**Work to be completed:** Work through the entries below and show every line in which "area" is found.

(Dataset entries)
════════════════════

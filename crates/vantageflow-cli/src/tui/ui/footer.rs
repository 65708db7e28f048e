use ratatui::prelude::*;
use ratatui::widgets::{Block, Borders, Paragraph};

use super::widgets::{format_count, stream_color};
use crate::tui::app::{App, Tab};

pub fn render(frame: &mut Frame, app: &mut App, area: Rect) {
    let block = Block::default()
        .borders(Borders::ALL)
        .border_style(Style::default().fg(app.theme.border))
        .style(Style::default().bg(app.theme.background));

    let inner = block.inner(area);
    frame.render_widget(block, area);

    let row_constraints = if inner.height >= 2 {
        vec![Constraint::Length(1), Constraint::Length(1)]
    } else {
        vec![Constraint::Length(1)]
    };

    let rows = Layout::default()
        .direction(Direction::Vertical)
        .constraints(row_constraints)
        .split(inner);

    render_help_row(frame, app, rows[0]);

    if rows.len() >= 2 {
        render_status_row(frame, app, rows[1]);
    }
}

fn render_help_row(frame: &mut Frame, app: &App, area: Rect) {
    let is_very_narrow = app.is_very_narrow();

    let spans = if is_very_narrow {
        vec![
            Span::styled("←→", Style::default().fg(app.theme.muted)),
            Span::styled("·", Style::default().fg(app.theme.muted)),
            Span::styled("v", Style::default().fg(app.theme.muted)),
            Span::styled("·", Style::default().fg(app.theme.muted)),
            Span::styled("[]", Style::default().fg(app.theme.muted)),
            Span::styled("·", Style::default().fg(app.theme.muted)),
            Span::styled("[p]", Style::default().fg(Color::Magenta)),
            Span::styled("·", Style::default().fg(app.theme.muted)),
            Span::styled("[r]", Style::default().fg(Color::Yellow)),
            Span::styled("·", Style::default().fg(app.theme.muted)),
            Span::styled("q", Style::default().fg(app.theme.muted)),
        ]
    } else {
        let mut spans = vec![Span::styled(
            "←→/tab view • ↑↓ scroll • y copy • ",
            Style::default().fg(app.theme.muted),
        )];
        if app.current_tab == Tab::Grid {
            spans.push(Span::styled(
                format!("[v:{}]", app.view_mode.as_str()),
                Style::default().fg(Color::Cyan),
            ));
            spans.push(Span::styled(
                " [/] page • 0 reset • ",
                Style::default().fg(app.theme.muted),
            ));
        }
        spans.push(Span::styled(
            format!("[p:{}]", app.theme.name.as_str()),
            Style::default().fg(Color::Magenta),
        ));
        spans.push(Span::styled(" ", Style::default()));
        spans.push(Span::styled("[r:refresh]", Style::default().fg(Color::Yellow)));
        spans.push(Span::styled(
            " • e export • q quit",
            Style::default().fg(app.theme.muted),
        ));
        spans
    };

    frame.render_widget(Paragraph::new(Line::from(spans)), area);
}

fn render_status_row(frame: &mut Frame, app: &App, area: Rect) {
    let chunks = Layout::default()
        .direction(Direction::Horizontal)
        .constraints([Constraint::Percentage(55), Constraint::Percentage(45)])
        .split(area);

    let left = if let Some(ref msg) = app.status_message {
        Line::from(Span::styled(
            msg.clone(),
            Style::default()
                .fg(Color::Green)
                .add_modifier(Modifier::BOLD),
        ))
    } else {
        Line::from(Span::styled(
            format!("reference date: {}", app.data_loader.today()),
            Style::default().fg(app.theme.muted),
        ))
    };
    frame.render_widget(Paragraph::new(left), chunks[0]);

    let right = Line::from(vec![
        Span::styled(
            format_count(app.data.stats.total),
            Style::default().fg(stream_color("activity")),
        ),
        Span::styled(" done | ", Style::default().fg(app.theme.muted)),
        Span::styled(
            format_count(app.data.open_due),
            Style::default().fg(stream_color("due")),
        ),
        Span::styled(" due | ", Style::default().fg(app.theme.muted)),
        Span::styled(
            format_count(app.data.open_overdue),
            Style::default()
                .fg(stream_color("overdue"))
                .add_modifier(Modifier::BOLD),
        ),
        Span::styled(" overdue", Style::default().fg(app.theme.muted)),
    ]);
    frame.render_widget(
        Paragraph::new(right).alignment(Alignment::Right),
        chunks[1],
    );
}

════════════════════

**Task solution:**
pub fn render(frame: &mut Frame, app: &mut App, area: Rect) {
    let inner = block.inner(area);
    frame.render_widget(block, area);
fn render_help_row(frame: &mut Frame, app: &App, area: Rect) {
    frame.render_widget(Paragraph::new(Line::from(spans)), area);
fn render_status_row(frame: &mut Frame, app: &App, area: Rect) {
        .split(area);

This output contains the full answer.